Not surprisingly, the entire hostel is a disaster zone. Outside, every surface is covered in mess, including the ping-pong table and the ground. There are empty bottles and dishes everywhere. There are bottle caps, cigarette butts, and plastic bags; plates with ketchup, chicken bones, and corn cobs; spilled sticky puddles and melted candles in which ashtrays have been overturned. In the kitchen, piles of greasy pans clutter the sinks, which are full of standing brown water. Food has been left out, and everywhere, highways of sugar ants have invaded.

This is a terrible job for a hangover.

I start outside, filling an entire garbage bin with empty bottles and another with garbage. Then I collect all the dishes, scrape out the food, and get to work. The sinks have been clogged with some kind of matter, maybe vegetable, so that's my first task; then I fill them with hot soapy water and do load after saucy, crumby, sticky load of someone else's dishes. I kill the ants without mercy and wipe everything down, even the ping-pong table.
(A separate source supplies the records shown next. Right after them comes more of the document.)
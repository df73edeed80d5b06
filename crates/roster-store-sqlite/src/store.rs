//! [`SqliteStore`] — the SQLite implementation of the roster store traits.

use std::path::Path;

use chrono::{DateTime, Utc};
use rusqlite::OptionalExtension as _;

use roster_core::{
  alt::{AltRecord, AltStatus, CharId, GroupId, GroupMember},
  character::{Character, LastSeen},
  location::{NewWhereis, Playfield, WhereisEntry, search_words},
  store::{ActivityStore, AltStore, CharacterLoader, LocationStore},
};

use crate::{
  Result,
  encode::{
    RawCharacter, RawLastSeen, RawMember, RawRecord, contains_pattern, encode_ts,
  },
  schema::SCHEMA,
};

// ─── Store ───────────────────────────────────────────────────────────────────

/// A roster store backed by a single SQLite file.
///
/// Cloning is cheap — the inner connection is reference-counted.
#[derive(Clone)]
pub struct SqliteStore {
  conn: tokio_rusqlite::Connection,
}

impl SqliteStore {
  /// Open (or create) a store at `path` and run schema initialisation.
  pub async fn open(path: impl AsRef<Path>) -> Result<Self> {
    let conn = tokio_rusqlite::Connection::open(path).await?;
    let store = Self { conn };
    store.init_schema().await?;
    Ok(store)
  }

  /// Open an in-memory store — useful for testing.
  pub async fn open_in_memory() -> Result<Self> {
    let conn = tokio_rusqlite::Connection::open_in_memory().await?;
    let store = Self { conn };
    store.init_schema().await?;
    Ok(store)
  }

  async fn init_schema(&self) -> Result<()> {
    self
      .conn
      .call(|conn| {
        conn.execute_batch(SCHEMA)?;
        Ok(())
      })
      .await?;
    Ok(())
  }

  /// Every record in the `alts` table, ordered by char id.
  #[cfg(test)]
  pub(crate) async fn all_records(&self) -> Result<Vec<AltRecord>> {
    let raws: Vec<RawRecord> = self
      .conn
      .call(|conn| {
        let mut stmt = conn.prepare(
          "SELECT char_id, group_id, status FROM alts ORDER BY char_id",
        )?;
        let rows = stmt
          .query_map([], |row| {
            Ok(RawRecord {
              char_id:  row.get(0)?,
              group_id: row.get(1)?,
              status:   row.get(2)?,
            })
          })?
          .collect::<rusqlite::Result<Vec<_>>>()?;
        Ok(rows)
      })
      .await?;

    raws.into_iter().map(RawRecord::into_record).collect()
  }
}

// ─── AltStore impl ───────────────────────────────────────────────────────────

impl AltStore for SqliteStore {
  type Error = crate::Error;

  async fn get_record(&self, char_id: CharId) -> Result<Option<AltRecord>> {
    let raw: Option<RawRecord> = self
      .conn
      .call(move |conn| {
        Ok(
          conn
            .query_row(
              "SELECT char_id, group_id, status FROM alts WHERE char_id = ?1",
              rusqlite::params![char_id],
              |row| {
                Ok(RawRecord {
                  char_id:  row.get(0)?,
                  group_id: row.get(1)?,
                  status:   row.get(2)?,
                })
              },
            )
            .optional()?,
        )
      })
      .await?;

    raw.map(RawRecord::into_record).transpose()
  }

  async fn list_group(
    &self,
    char_id:    CharId,
    min_status: AltStatus,
  ) -> Result<Vec<GroupMember>> {
    let min_code = min_status.code();

    let raws: Vec<RawMember> = self
      .conn
      .call(move |conn| {
        let mut stmt = conn.prepare(
          "SELECT p.char_id, p.name, p.level, p.profession, a.group_id, a.status
           FROM player p
           LEFT JOIN alts a ON a.char_id = p.char_id
           WHERE p.char_id = ?1
              OR a.group_id = (
                   SELECT group_id FROM alts WHERE char_id = ?1 AND status >= ?2
                 )
           ORDER BY a.status DESC, p.level DESC, p.char_id ASC",
        )?;

        let rows = stmt
          .query_map(rusqlite::params![char_id, min_code], |row| {
            Ok(RawMember {
              character: RawCharacter::from_row(row)?,
              group_id:  row.get(4)?,
              status:    row.get(5)?,
            })
          })?
          .collect::<rusqlite::Result<Vec<_>>>()?;

        Ok(rows)
      })
      .await?;

    raws.into_iter().map(RawMember::into_member).collect()
  }

  async fn group_size(&self, char_id: CharId) -> Result<usize> {
    let count: i64 = self
      .conn
      .call(move |conn| {
        Ok(conn.query_row(
          "SELECT COUNT(*) FROM alts
           WHERE group_id = (SELECT group_id FROM alts WHERE char_id = ?1)",
          rusqlite::params![char_id],
          |row| row.get(0),
        )?)
      })
      .await?;

    Ok(count as usize)
  }

  async fn next_group_id(&self) -> Result<GroupId> {
    let next = self
      .conn
      .call(|conn| {
        let tx = conn.transaction()?;
        let next: GroupId = tx.query_row(
          "SELECT MAX(
             COALESCE((SELECT last_group_id FROM group_id_seq WHERE id = 1), 0),
             COALESCE((SELECT MAX(group_id) FROM alts), 0)
           ) + 1",
          [],
          |row| row.get(0),
        )?;
        tx.execute(
          "INSERT INTO group_id_seq (id, last_group_id) VALUES (1, ?1)
           ON CONFLICT (id) DO UPDATE SET last_group_id = excluded.last_group_id",
          rusqlite::params![next],
        )?;
        tx.commit()?;
        Ok(next)
      })
      .await?;

    tracing::debug!(group_id = next, "allocated group id");
    Ok(next)
  }

  async fn insert_record(&self, record: AltRecord) -> Result<()> {
    let status = record.status.code();

    self
      .conn
      .call(move |conn| {
        conn.execute(
          "INSERT INTO alts (char_id, group_id, status) VALUES (?1, ?2, ?3)",
          rusqlite::params![record.char_id, record.group_id, status],
        )?;
        Ok(())
      })
      .await?;
    Ok(())
  }

  async fn delete_record(&self, char_id: CharId) -> Result<()> {
    self
      .conn
      .call(move |conn| {
        conn.execute(
          "DELETE FROM alts WHERE char_id = ?1",
          rusqlite::params![char_id],
        )?;
        Ok(())
      })
      .await?;
    Ok(())
  }

  async fn set_status(&self, char_id: CharId, status: AltStatus) -> Result<()> {
    let code = status.code();

    self
      .conn
      .call(move |conn| {
        conn.execute(
          "UPDATE alts SET status = ?1 WHERE char_id = ?2",
          rusqlite::params![code, char_id],
        )?;
        Ok(())
      })
      .await?;
    Ok(())
  }
}

// ─── CharacterLoader impl ────────────────────────────────────────────────────

impl CharacterLoader for SqliteStore {
  type Error = crate::Error;

  /// Unknown characters get a [`Character::placeholder`] row until their
  /// info is upserted.
  async fn ensure_loaded(&self, char_id: CharId) -> Result<()> {
    self
      .conn
      .call(move |conn| {
        insert_placeholder(conn, char_id)?;
        Ok(())
      })
      .await?;
    Ok(())
  }

  async fn upsert_character(&self, character: Character) -> Result<()> {
    self
      .conn
      .call(move |conn| {
        conn.execute(
          "INSERT INTO player (char_id, name, level, profession)
           VALUES (?1, ?2, ?3, ?4)
           ON CONFLICT (char_id) DO UPDATE SET
             name       = excluded.name,
             level      = excluded.level,
             profession = excluded.profession",
          rusqlite::params![
            character.char_id,
            character.name,
            character.level,
            character.profession,
          ],
        )?;
        Ok(())
      })
      .await?;
    Ok(())
  }

  async fn get_character(&self, char_id: CharId) -> Result<Option<Character>> {
    let raw: Option<RawCharacter> = self
      .conn
      .call(move |conn| {
        Ok(
          conn
            .query_row(
              "SELECT char_id, name, level, profession FROM player WHERE char_id = ?1",
              rusqlite::params![char_id],
              RawCharacter::from_row,
            )
            .optional()?,
        )
      })
      .await?;

    Ok(raw.map(RawCharacter::into_character))
  }
}

fn insert_placeholder(
  conn: &rusqlite::Connection,
  char_id: CharId,
) -> rusqlite::Result<()> {
  let placeholder = Character::placeholder(char_id);
  conn.execute(
    "INSERT OR IGNORE INTO player (char_id, name, level, profession)
     VALUES (?1, ?2, ?3, ?4)",
    rusqlite::params![
      placeholder.char_id,
      placeholder.name,
      placeholder.level,
      placeholder.profession,
    ],
  )?;
  Ok(())
}

// ─── ActivityStore impl ──────────────────────────────────────────────────────

impl ActivityStore for SqliteStore {
  type Error = crate::Error;

  async fn record_last_seen(&self, char_id: CharId, at: DateTime<Utc>) -> Result<()> {
    let secs = encode_ts(at);

    self
      .conn
      .call(move |conn| {
        // Org members always get a player row so they show up in joins.
        insert_placeholder(conn, char_id)?;
        conn.execute(
          "INSERT INTO org_member (char_id, last_seen) VALUES (?1, ?2)
           ON CONFLICT (char_id) DO UPDATE SET last_seen = excluded.last_seen",
          rusqlite::params![char_id, secs],
        )?;
        Ok(())
      })
      .await?;
    Ok(())
  }

  async fn last_seen(&self, char_id: CharId) -> Result<Vec<LastSeen>> {
    let raws: Vec<RawLastSeen> = self
      .conn
      .call(move |conn| {
        let mut stmt = conn.prepare(
          "SELECT p.char_id, p.name, p.level, p.profession, o.last_seen
           FROM player p
           LEFT JOIN alts a ON a.char_id = p.char_id
           JOIN org_member o ON o.char_id = p.char_id
           WHERE o.last_seen != 0
             AND (
               p.char_id = ?1
               OR a.group_id = (SELECT group_id FROM alts WHERE char_id = ?1)
             )
           ORDER BY o.last_seen DESC, p.name ASC, p.level DESC",
        )?;

        let rows = stmt
          .query_map(rusqlite::params![char_id], |row| {
            Ok(RawLastSeen {
              character: RawCharacter::from_row(row)?,
              last_seen: row.get(4)?,
            })
          })?
          .collect::<rusqlite::Result<Vec<_>>>()?;

        Ok(rows)
      })
      .await?;

    raws.into_iter().map(RawLastSeen::into_last_seen).collect()
  }
}

// ─── LocationStore impl ──────────────────────────────────────────────────────

impl LocationStore for SqliteStore {
  type Error = crate::Error;

  async fn add_playfield(&self, playfield: Playfield) -> Result<()> {
    self
      .conn
      .call(move |conn| {
        conn.execute(
          "INSERT OR REPLACE INTO playfields (id, long_name, short_name)
           VALUES (?1, ?2, ?3)",
          rusqlite::params![playfield.id, playfield.long_name, playfield.short_name],
        )?;
        Ok(())
      })
      .await?;
    Ok(())
  }

  async fn add_whereis(&self, entry: NewWhereis) -> Result<()> {
    self
      .conn
      .call(move |conn| {
        conn.execute(
          "INSERT INTO whereis (playfield_id, name, answer, keywords, xcoord, ycoord)
           VALUES (?1, ?2, ?3, ?4, ?5, ?6)
           ON CONFLICT (playfield_id, name) DO UPDATE SET
             answer   = excluded.answer,
             keywords = excluded.keywords,
             xcoord   = excluded.xcoord,
             ycoord   = excluded.ycoord",
          rusqlite::params![
            entry.playfield_id,
            entry.name,
            entry.answer,
            entry.keywords,
            entry.xcoord,
            entry.ycoord,
          ],
        )?;
        Ok(())
      })
      .await?;
    Ok(())
  }

  async fn search_whereis(&self, text: &str) -> Result<Vec<WhereisEntry>> {
    let patterns: Vec<String> =
      search_words(text).into_iter().map(contains_pattern).collect();
    if patterns.is_empty() {
      return Ok(Vec::new());
    }

    let all_words = |column: &str| {
      (1..=patterns.len())
        .map(|i| format!("{column} LIKE ?{i} ESCAPE '\\'"))
        .collect::<Vec<_>>()
        .join(" AND ")
    };
    let sql = format!(
      "SELECT w.playfield_id, w.name, w.answer, w.xcoord, w.ycoord, p.short_name
       FROM whereis w
       LEFT JOIN playfields p ON p.id = w.playfield_id
       WHERE ({}) OR ({})
       ORDER BY w.name ASC, w.id ASC",
      all_words("w.name"),
      all_words("w.keywords"),
    );

    let entries = self
      .conn
      .call(move |conn| {
        let mut stmt = conn.prepare(&sql)?;
        let rows = stmt
          .query_map(rusqlite::params_from_iter(patterns.iter()), |row| {
            Ok(WhereisEntry {
              playfield_id:         row.get(0)?,
              name:                 row.get(1)?,
              answer:               row.get(2)?,
              xcoord:               row.get(3)?,
              ycoord:               row.get(4)?,
              playfield_short_name: row.get(5)?,
            })
          })?
          .collect::<rusqlite::Result<Vec<_>>>()?;

        Ok(rows)
      })
      .await?;

    Ok(entries)
  }
}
A couple of hungover Germans crankily ask me how long I'll be in the kitchen, they're hungry. I put down the greasy pan and tell them to wait, they can cook when the floor is mopped. They roll their eyes and mutter. I change beds, clean toilets, vacuum, and mop the entire place. I even have to clean the BBQ.
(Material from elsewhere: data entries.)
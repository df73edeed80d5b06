//! [`AltGroupService`]: the rules for linking characters into alt groups.
//!
//! The service keeps no state of its own. Each operation is a short sequence
//! of reads and writes against an [`AltStore`]; no transaction spans the
//! sequence, so an event fired before a failing write is not undone.

use std::sync::Arc;

use crate::{
  Error, Result,
  alt::{AltOutcome, AltRecord, AltStatus, CharId, GroupId, GroupMember, MainChanged},
  event::{EventSink, MAIN_CHANGED},
  store::{AltStore, CharacterLoader},
};

pub struct AltGroupService<S, L, E> {
  store:  Arc<S>,
  loader: Arc<L>,
  events: Arc<E>,
}

impl<S, L, E> AltGroupService<S, L, E>
where
  S: AltStore,
  L: CharacterLoader,
  E: EventSink,
{
  /// Build the service and declare [`MAIN_CHANGED`] on `events`.
  pub fn new(store: Arc<S>, loader: Arc<L>, events: Arc<E>) -> Self {
    events.register_event_type(MAIN_CHANGED);
    Self { store, loader, events }
  }

  // ── Reads ─────────────────────────────────────────────────────────────────

  /// `char_id` and, if its own status is at least `min_status`, the rest of
  /// its group. Highest status first.
  pub async fn list_group(
    &self,
    char_id: CharId,
    min_status: AltStatus,
  ) -> Result<Vec<GroupMember>> {
    self
      .store
      .list_group(char_id, min_status)
      .await
      .map_err(Error::store)
  }

  /// The member that sorts first in `char_id`'s confirmed group listing.
  ///
  /// That is the MAIN whenever the group has one. A group that lost its MAIN
  /// yields its highest-status member instead.
  pub async fn get_main(&self, char_id: CharId) -> Result<Option<GroupMember>> {
    let main = self
      .list_group(char_id, AltStatus::Confirmed)
      .await?
      .into_iter()
      .next();

    if let Some(member) = &main
      && member.group_id.is_some()
      && !member.is_main()
    {
      tracing::warn!(
        char_id,
        group_id = member.group_id,
        fallback = member.char_id(),
        "group has no main, using highest-status member"
      );
    }
    Ok(main)
  }

  pub async fn get_alt_status(&self, char_id: CharId) -> Result<Option<AltRecord>> {
    self.store.get_record(char_id).await.map_err(Error::store)
  }

  pub async fn next_group_id(&self) -> Result<GroupId> {
    self.store.next_group_id().await.map_err(Error::store)
  }

  // ── Mutations ─────────────────────────────────────────────────────────────

  /// Link `alt_id` into `sender_id`'s group, creating the group with the
  /// sender as main if the sender is unlinked.
  ///
  /// Without an explicit `status` the alt is confirmed when the sender is,
  /// and always confirmed in a freshly created group.
  pub async fn add_alt(
    &self,
    sender_id: CharId,
    alt_id: CharId,
    status: Option<AltStatus>,
  ) -> Result<AltOutcome> {
    let alt_group_size = self.store.group_size(alt_id).await.map_err(Error::store)?;
    if alt_group_size > 1 {
      return Ok(AltOutcome::AnotherMain);
    }

    let sender = self.get_alt_status(sender_id).await?;
    let (group_id, status) = match sender {
      Some(sender) => {
        // A lone record is released so the alt can move to this group.
        if alt_group_size == 1 {
          let new_main_id = self
            .get_main(sender_id)
            .await?
            .map_or(sender_id, |m| m.char_id());
          self.main_changed(alt_id, new_main_id)?;
          self.store.delete_record(alt_id).await.map_err(Error::store)?;
        }

        let status = status.unwrap_or(if sender.status >= AltStatus::Confirmed {
          AltStatus::Confirmed
        } else {
          AltStatus::Unconfirmed
        });
        (sender.group_id, status)
      }
      None => {
        if alt_group_size == 1 {
          self.store.delete_record(alt_id).await.map_err(Error::store)?;
        }

        let group_id = self.next_group_id().await?;
        self
          .store
          .insert_record(AltRecord {
            char_id: sender_id,
            group_id,
            status: AltStatus::Main,
          })
          .await
          .map_err(Error::store)?;

        self.main_changed(alt_id, sender_id)?;
        self.loader.ensure_loaded(sender_id).await.map_err(Error::store)?;

        (group_id, status.unwrap_or(AltStatus::Confirmed))
      }
    };

    self.loader.ensure_loaded(alt_id).await.map_err(Error::store)?;
    self
      .store
      .insert_record(AltRecord { char_id: alt_id, group_id, status })
      .await
      .map_err(Error::store)?;

    tracing::debug!(sender_id, alt_id, group_id, %status, "alt added");
    Ok(AltOutcome::Success)
  }

  /// Unlink `alt_id` from the group it shares with `sender_id`.
  pub async fn remove_alt(
    &self,
    sender_id: CharId,
    alt_id: CharId,
  ) -> Result<AltOutcome> {
    let (sender, alt) = match self.shared_group(sender_id, alt_id).await? {
      Some(pair) => pair,
      None => return Ok(AltOutcome::NotAlt),
    };

    if sender.status == AltStatus::Unconfirmed {
      return Ok(AltOutcome::UnconfirmedSender);
    }
    if alt.status == AltStatus::Main {
      return Ok(AltOutcome::RemoveMain);
    }

    self.store.delete_record(alt_id).await.map_err(Error::store)?;
    tracing::debug!(sender_id, alt_id, group_id = alt.group_id, "alt removed");
    Ok(AltOutcome::Success)
  }

  /// Accept an unconfirmed alt on behalf of a confirmed group member.
  pub async fn confirm_alt(
    &self,
    sender_id: CharId,
    alt_id: CharId,
  ) -> Result<AltOutcome> {
    let (sender, alt) = match self.shared_group(sender_id, alt_id).await? {
      Some(pair) => pair,
      None => return Ok(AltOutcome::NotAlt),
    };

    if sender.status < AltStatus::Confirmed {
      return Ok(AltOutcome::UnconfirmedSender);
    }
    if alt.status >= AltStatus::Confirmed {
      return Ok(AltOutcome::AlreadyConfirmed);
    }

    self
      .store
      .set_status(alt_id, AltStatus::Confirmed)
      .await
      .map_err(Error::store)?;
    Ok(AltOutcome::Success)
  }

  // ── Helpers ───────────────────────────────────────────────────────────────

  /// Both records, if both exist and share a group.
  async fn shared_group(
    &self,
    sender_id: CharId,
    alt_id: CharId,
  ) -> Result<Option<(AltRecord, AltRecord)>> {
    let alt = self.get_alt_status(alt_id).await?;
    let sender = self.get_alt_status(sender_id).await?;

    Ok(match (sender, alt) {
      (Some(sender), Some(alt)) if sender.group_id == alt.group_id => {
        Some((sender, alt))
      }
      _ => None,
    })
  }

  fn main_changed(&self, old_main_id: CharId, new_main_id: CharId) -> Result<()> {
    tracing::debug!(old_main_id, new_main_id, "main changed");
    let payload = serde_json::to_value(MainChanged { old_main_id, new_main_id })?;
    self.events.fire_event(MAIN_CHANGED, payload)
  }
}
By eleven, I'm finally done. I feel disgusting, like I'm sweating out all that beer; I shower gratefully as John makes me Egg-in-the-Nest for breakfast. The cranky Germans get their chance to cook too. Of course, they leave their pans for someone else to wash tomorrow morning. Children. I ask them if these dishes belong to them, and they grouchily come over and wash them, leaving a pan-load of congealed egg in the drain. I leave it there: I've had enough for one day.

All day, I just try to make it. It is the hottest day I've experienced in New Zealand yet, and very humid. You can taste the heat when you breathe, like in a sauna. Sweat trickles down my skin as I lie in bed, hoping for a breeze. We listen to music and fan ourselves with newspapers. I hang the laundry out to dry, and drink cold apple juice from the freezer. Several times in the day, I get up and take an ice-cold shower just to survive.

When the darkness comes, it seems to be only a fraction cooler. John and I alternately read the newspapers, and swat heavy black flies with them.

I feel vastly recovered from my too-fun Saturday, but I still dread facing the week.

Come to think of it, after what happened last week, I wonder if I even still have a job!